> WORK REQUIRED:
Set down exactly the first line of the entries and every line after it, through the line with "into each other.".

> Collected data:
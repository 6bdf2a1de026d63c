//! Tone-shaping stages
//!
//! Bass and treble boost, the equalizer, clarity, tube warmth and spectrum
//! extension. Each stage keeps one filter state per channel, so left and
//! right never bleed into each other.

use super::filter::{BiquadCoeffs, BiquadFilter, OnePole};
use super::{Stage, EFFECT_EPSILON, MAX_CHANNELS};
use crate::domain::audio::{db_to_gain, ChannelLayout};
use crate::domain::params::{EffectParameters, EQ_BAND_COUNT};
use serde::{Deserialize, Serialize};
use tracing::trace;

// ============================================================================
// BASS BOOST
// ============================================================================

/// One-pole bass extraction, re-added with gain and soft-clipped
#[derive(Debug, Clone, Default)]
pub struct BassBoost {
    lowpass: [OnePole; MAX_CHANNELS],
}

impl BassBoost {
    pub fn new() -> Self {
        Self::default()
    }
}

impl Stage for BassBoost {
    fn is_active(&self, params: &EffectParameters, _layout: ChannelLayout) -> bool {
        params.bass_boost() > EFFECT_EPSILON
    }

    fn process(&mut self, buffer: &mut [f32], layout: ChannelLayout, params: &EffectParameters) {
        let strength = params.bass_boost();
        let alpha = 0.15 + strength * 0.15;
        let boost = 1.0 + strength * 1.5;

        for frame in buffer.chunks_exact_mut(layout.count()) {
            for (sample, lp) in frame.iter_mut().zip(self.lowpass.iter_mut()) {
                let bass = lp.lowpass(*sample, alpha);
                *sample = (*sample + bass * (boost - 1.0)).tanh();
            }
        }
    }

    fn reset(&mut self) {
        self.lowpass.iter_mut().for_each(OnePole::reset);
    }

    fn name(&self) -> &str {
        "BassBoost"
    }
}

// ============================================================================
// TREBLE BOOST
// ============================================================================

/// One-pole high-pass extraction added back scaled by the boost strength
#[derive(Debug, Clone, Default)]
pub struct TrebleBoost {
    lowpass: [OnePole; MAX_CHANNELS],
}

impl TrebleBoost {
    const ALPHA: f32 = 0.4;

    pub fn new() -> Self {
        Self::default()
    }
}

impl Stage for TrebleBoost {
    fn is_active(&self, params: &EffectParameters, _layout: ChannelLayout) -> bool {
        params.treble_boost() > EFFECT_EPSILON
    }

    fn process(&mut self, buffer: &mut [f32], layout: ChannelLayout, params: &EffectParameters) {
        let strength = params.treble_boost();

        for frame in buffer.chunks_exact_mut(layout.count()) {
            for (sample, lp) in frame.iter_mut().zip(self.lowpass.iter_mut()) {
                let treble = lp.highpass(*sample, Self::ALPHA);
                *sample += treble * strength;
            }
        }
    }

    fn reset(&mut self) {
        self.lowpass.iter_mut().for_each(OnePole::reset);
    }

    fn name(&self) -> &str {
        "TrebleBoost"
    }
}

// ============================================================================
// EQUALIZER
// ============================================================================

/// How the ten equalizer bands are applied
#[derive(Debug, Clone, Copy, PartialEq, Eq, Default, Serialize, Deserialize)]
#[serde(rename_all = "snake_case")]
pub enum EqualizerMode {
    /// Average the band gains into one broadband gain
    #[default]
    Averaged,
    /// One peaking biquad per band at the ISO octave centres
    PerBand,
}

/// ISO octave centre frequencies of the ten bands (Hz)
pub const EQ_BAND_FREQUENCIES: [f32; EQ_BAND_COUNT] = [
    31.25, 62.5, 125.0, 250.0, 500.0, 1000.0, 2000.0, 4000.0, 8000.0, 16000.0,
];

/// Q of an octave-wide peaking band
const EQ_BAND_Q: f32 = 1.41;

/// Ten-band equalizer
#[derive(Debug, Clone)]
pub struct Equalizer {
    mode: EqualizerMode,
    sample_rate: f32,
    // Gains the per-band coefficients were last computed for
    applied_gains: [f32; EQ_BAND_COUNT],
    filters: [[BiquadFilter; EQ_BAND_COUNT]; MAX_CHANNELS],
}

impl Equalizer {
    /// Bands quieter than this are treated as flat
    const BAND_EPSILON_DB: f32 = 0.1;

    pub fn new(mode: EqualizerMode, sample_rate: u32) -> Self {
        Self {
            mode,
            sample_rate: sample_rate as f32,
            applied_gains: [0.0; EQ_BAND_COUNT],
            filters: std::array::from_fn(|_| std::array::from_fn(|_| BiquadFilter::default())),
        }
    }

    pub fn mode(&self) -> EqualizerMode {
        self.mode
    }

    /// Broadband gain used by [`EqualizerMode::Averaged`]
    pub fn averaged_gain(gains: &[f32; EQ_BAND_COUNT]) -> f32 {
        let mean_db = gains.iter().sum::<f32>() / EQ_BAND_COUNT as f32;
        db_to_gain(mean_db)
    }

    fn update_coefficients(&mut self, gains: &[f32; EQ_BAND_COUNT]) {
        if *gains == self.applied_gains {
            return;
        }
        for (band, &gain_db) in gains.iter().enumerate() {
            let coeffs =
                BiquadCoeffs::peaking(self.sample_rate, EQ_BAND_FREQUENCIES[band], gain_db, EQ_BAND_Q);
            for channel in self.filters.iter_mut() {
                channel[band].set_coeffs(coeffs);
            }
        }
        self.applied_gains = *gains;
        trace!("EQ coefficients updated: {:?}", gains);
    }
}

impl Stage for Equalizer {
    fn is_active(&self, params: &EffectParameters, _layout: ChannelLayout) -> bool {
        params
            .equalizer_bands()
            .iter()
            .any(|g| g.abs() > Self::BAND_EPSILON_DB)
    }

    fn process(&mut self, buffer: &mut [f32], layout: ChannelLayout, params: &EffectParameters) {
        let gains = params.equalizer_bands();

        match self.mode {
            EqualizerMode::Averaged => {
                let gain = Self::averaged_gain(&gains);
                buffer.iter_mut().for_each(|s| *s *= gain);
            }
            EqualizerMode::PerBand => {
                self.update_coefficients(&gains);
                for frame in buffer.chunks_exact_mut(layout.count()) {
                    for (sample, bands) in frame.iter_mut().zip(self.filters.iter_mut()) {
                        *sample = bands
                            .iter_mut()
                            .fold(*sample, |x, filter| filter.process_sample(x));
                    }
                }
            }
        }
    }

    fn reset(&mut self) {
        for channel in self.filters.iter_mut() {
            channel.iter_mut().for_each(BiquadFilter::reset);
        }
    }

    fn name(&self) -> &str {
        "Equalizer"
    }
}

// ============================================================================
// CLARITY
// ============================================================================

/// High-shelf-like emphasis of the top octave
#[derive(Debug, Clone, Default)]
pub struct Clarity {
    lowpass: [OnePole; MAX_CHANNELS],
}

impl Clarity {
    // High alpha keeps only the very top of the spectrum in the high-pass
    const ALPHA: f32 = 0.85;

    pub fn new() -> Self {
        Self::default()
    }
}

impl Stage for Clarity {
    fn is_active(&self, params: &EffectParameters, _layout: ChannelLayout) -> bool {
        params.clarity() > EFFECT_EPSILON
    }

    fn process(&mut self, buffer: &mut [f32], layout: ChannelLayout, params: &EffectParameters) {
        let boost = params.clarity() * 2.0;

        for frame in buffer.chunks_exact_mut(layout.count()) {
            for (sample, lp) in frame.iter_mut().zip(self.lowpass.iter_mut()) {
                let air = lp.highpass(*sample, Self::ALPHA);
                *sample += air * boost;
            }
        }
    }

    fn reset(&mut self) {
        self.lowpass.iter_mut().for_each(OnePole::reset);
    }

    fn name(&self) -> &str {
        "Clarity"
    }
}

// ============================================================================
// TUBE WARMTH
// ============================================================================

/// Asymmetric tanh waveshaper blended with the dry signal
///
/// The positive half-wave uses a softer knee than the negative one, which
/// adds even harmonics. Dividing by the drive keeps small-signal gain at 1.
#[derive(Debug, Clone, Default)]
pub struct TubeWarmth;

impl TubeWarmth {
    const POSITIVE_KNEE: f32 = 0.8;
    const NEGATIVE_KNEE: f32 = 1.2;

    pub fn new() -> Self {
        Self
    }

    #[inline]
    pub fn shape(sample: f32, drive: f32) -> f32 {
        let k = if sample >= 0.0 {
            drive * Self::POSITIVE_KNEE
        } else {
            drive * Self::NEGATIVE_KNEE
        };
        (sample * k).tanh() / k
    }
}

impl Stage for TubeWarmth {
    fn is_active(&self, params: &EffectParameters, _layout: ChannelLayout) -> bool {
        params.tube_warmth() > EFFECT_EPSILON
    }

    fn process(&mut self, buffer: &mut [f32], _layout: ChannelLayout, params: &EffectParameters) {
        let warmth = params.tube_warmth();
        let drive = 1.0 + warmth * 3.0;

        for sample in buffer.iter_mut() {
            let wet = Self::shape(*sample, drive);
            *sample = *sample * (1.0 - warmth) + wet * warmth;
        }
    }

    fn reset(&mut self) {}

    fn name(&self) -> &str {
        "TubeWarmth"
    }
}

// ============================================================================
// SPECTRUM EXTENSION
// ============================================================================

/// Harmonic exciter: full-wave rectification, high-passed, mixed back in
#[derive(Debug, Clone, Default)]
pub struct SpectrumExtension {
    dc_blocker: [OnePole; MAX_CHANNELS],
}

impl SpectrumExtension {
    const DC_ALPHA: f32 = 0.02;
    const MIX: f32 = 0.3;

    pub fn new() -> Self {
        Self::default()
    }
}

impl Stage for SpectrumExtension {
    fn is_active(&self, params: &EffectParameters, _layout: ChannelLayout) -> bool {
        params.spectrum_extension() > EFFECT_EPSILON
    }

    fn process(&mut self, buffer: &mut [f32], layout: ChannelLayout, params: &EffectParameters) {
        let amount = Self::MIX * params.spectrum_extension();

        for frame in buffer.chunks_exact_mut(layout.count()) {
            for (sample, hp) in frame.iter_mut().zip(self.dc_blocker.iter_mut()) {
                let harmonics = hp.highpass(sample.abs(), Self::DC_ALPHA);
                *sample += harmonics * amount;
            }
        }
    }

    fn reset(&mut self) {
        self.dc_blocker.iter_mut().for_each(OnePole::reset);
    }

    fn name(&self) -> &str {
        "SpectrumExtension"
    }
}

> ANSWER TO THE EXERCISE:
repository 6bdf2a1de026d63c
//! Tone-shaping stages
//!
//! Bass and treble boost, the equalizer, clarity, tube warmth and spectrum
//! extension. Each stage keeps one filter state per channel, so left and
//! right never bleed into each other.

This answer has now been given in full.